Consider, for example, the estimation of \(P_{x_{0}}\left\{ X^{n}(T)\in B\right\} \). For this problem, it is assumed that the rare set \(B\subset \mathbb {R}^{d}\) does not contain the terminal values \(\phi (T)\) of zero-cost trajectories that start at \(x_{0}\), and the typical behavior is \(\left\{ X^{n}(T)\in A\right\} \) with \(A=B^{c}\). (Note that if we wish to continue the reduction to the time-independent case, then with the state space \(\mathbb {R}^{d+1}\), we would call the rare set \(B\times \{T\}\subset \mathbb {R}^{d+1}\) and the typical set \(A\times \{T\}\).) The definition of subsolution becomes the following, with \(\bar{K}_{y,t, T}\) the set of absolutely continuous trajectories \(\phi \) with \(\phi (t)=y\) and \(\phi (T)\in B\).

Definition 16.20

A continuous function \(\bar{V}:\mathbb {R}^{d} \times [0,T]\rightarrow \mathbb {R}\) is a subsolution if it is bounded from below and

$$ \bar{V}(y,t)\le \inf _{\phi \in \bar{K}_{y,t,T}}\left[ \int _{t}^{T} L(\phi (s),\dot{\phi }(s))ds+\bar{V}(\phi (T), T)\right] $$

for all \((y, t)\in \mathbb {R}^{d}\times [0,T)\), and \(\bar{V}(z, T)\le 0\) for \(z\in \) B.

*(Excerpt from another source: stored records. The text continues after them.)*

//! Error taxonomy for the cart and order-board core.
//!
//! Remote failures are classified once, at the REST boundary, so callers can
//! decide between swallowing (cart writes) and surfacing (order status).

use thiserror::Error;

use crate::models::OrderStatus;

/// Failure talking to the marketplace REST backend.
#[derive(Debug, Clone, Error, PartialEq, Eq)]
pub enum RemoteError {
    /// No bearer token in the token store.
    #[error("Not signed in")]
    MissingCredential,

    /// Connect failure, timeout, or any other transport problem.
    #[error("Remote unavailable: {0}")]
    Unavailable(String),

    /// Non-2xx response. `message` is the server-provided text when present.
    #[error("{message} (HTTP {status})")]
    Rejected { status: u16, message: String },

    /// 2xx response whose body is not the expected shape.
    #[error("Invalid response from marketplace API: {0}")]
    InvalidResponse(String),
}

impl RemoteError {
    /// Whether another attempt could plausibly succeed.
    pub fn is_retryable(&self) -> bool {
        match self {
            Self::Unavailable(_) => true,
            Self::Rejected { status, .. } => *status >= 500 || *status == 429,
            Self::MissingCredential | Self::InvalidResponse(_) => false,
        }
    }
}

/// Failure of a local cart operation.
#[derive(Debug, Error, PartialEq, Eq)]
pub enum CartError {
    #[error("Product id is missing")]
    ProductIdMissing,

    /// The persisted snapshot could not be read while opening the cart.
    #[error("Cart snapshot error: {0}")]
    Storage(String),
}

/// Failure of an order status transition.
#[derive(Debug, Error, PartialEq, Eq)]
pub enum OrderError {
    #[error("Order id is missing")]
    MissingIdentifier,

    #[error("Order {0} is not on the board")]
    UnknownOrder(String),

    #[error("Cannot move order from {from} to {to}")]
    IllegalTransition { from: OrderStatus, to: OrderStatus },

    /// Remote confirmation failed after the optimistic change was applied.
    #[error(transparent)]
    Remote(#[from] RemoteError),
}

impl OrderError {
    pub fn is_retryable(&self) -> bool {
        matches!(self, Self::Remote(e) if e.is_retryable())
    }
}

/// Failure of the persisted token store.
#[derive(Debug, Error)]
pub enum StorageError {
    #[error("Credential store error: {0}")]
    Keyring(#[from] keyring::Error),
}

#[cfg(test)]
mod tests {
    use super::*;

    #[test]
    fn retryable_classification() {
        assert!(RemoteError::Unavailable("timeout".into()).is_retryable());
        assert!(RemoteError::Rejected {
            status: 503,
            message: "down".into()
        }
        .is_retryable());
        assert!(RemoteError::Rejected {
            status: 429,
            message: "slow down".into()
        }
        .is_retryable());
        assert!(!RemoteError::Rejected {
            status: 422,
            message: "bad status".into()
        }
        .is_retryable());
        assert!(!RemoteError::MissingCredential.is_retryable());
    }

    #[test]
    fn order_error_retryable_only_for_transient_remote() {
        let transient = OrderError::Remote(RemoteError::Unavailable("reset".into()));
        let rejected = OrderError::Remote(RemoteError::Rejected {
            status: 400,
            message: "nope".into(),
        });
        assert!(transient.is_retryable());
        assert!(!rejected.is_retryable());
        assert!(!OrderError::MissingIdentifier.is_retryable());
    }

    #[test]
    fn rejected_message_keeps_server_text() {
        let err = RemoteError::Rejected {
            status: 409,
            message: "Order already ready".into(),
        };
        assert_eq!(err.to_string(), "Order already ready (HTTP 409)");
    }
}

One can add a “bounding” set as in Remark 15.4, which does not change the requirement for \(\bar{V}\) to be a subsolution, except that \(A\times \{T\}\) now also includes the points \(D^{c}\times [0,T)\), and we restrict in the definition to \((y, t)\in D\times [0,T)\). As in Remark 16.13, a classical or piecewise classical subsolution in the sense of Definitions 14.1 and 14.2 is a subsolution in the sense of Definition 16.20.

A related problem of interest is to estimate the probability of escaping any time during the time interval, i.e., \(P_{x_{0}}\{X^{n}(t)\in B\) for some \(t\in [0,T]\}\). In this case, one should replace B in the time-independent setting by \(B\times [0,T]\), and A by \(A\times \{T\}\). The definition of subsolution is then the following.

Definition 16.21

A continuous function \(\bar{V}:\mathbb {R} ^{d}\times [0,T]\rightarrow \mathbb {R}\) is a subsolution if it is bounded from below and

$$ \bar{V}(y,t)\le \inf _{\phi \in \bar{K}_{y,t,s},t\le s\le T}\left[ \int _{t}^{s}L(\phi (s),\dot{\phi }(s))ds+\bar{V}(\phi (s), s)\right] $$

for all \((y, t)\in \mathbb {R}^{d}\times [0,T)\) and \(\bar{V}(z, t)\le 0\) for \(z\in \) B and \(t\in [0,T]\).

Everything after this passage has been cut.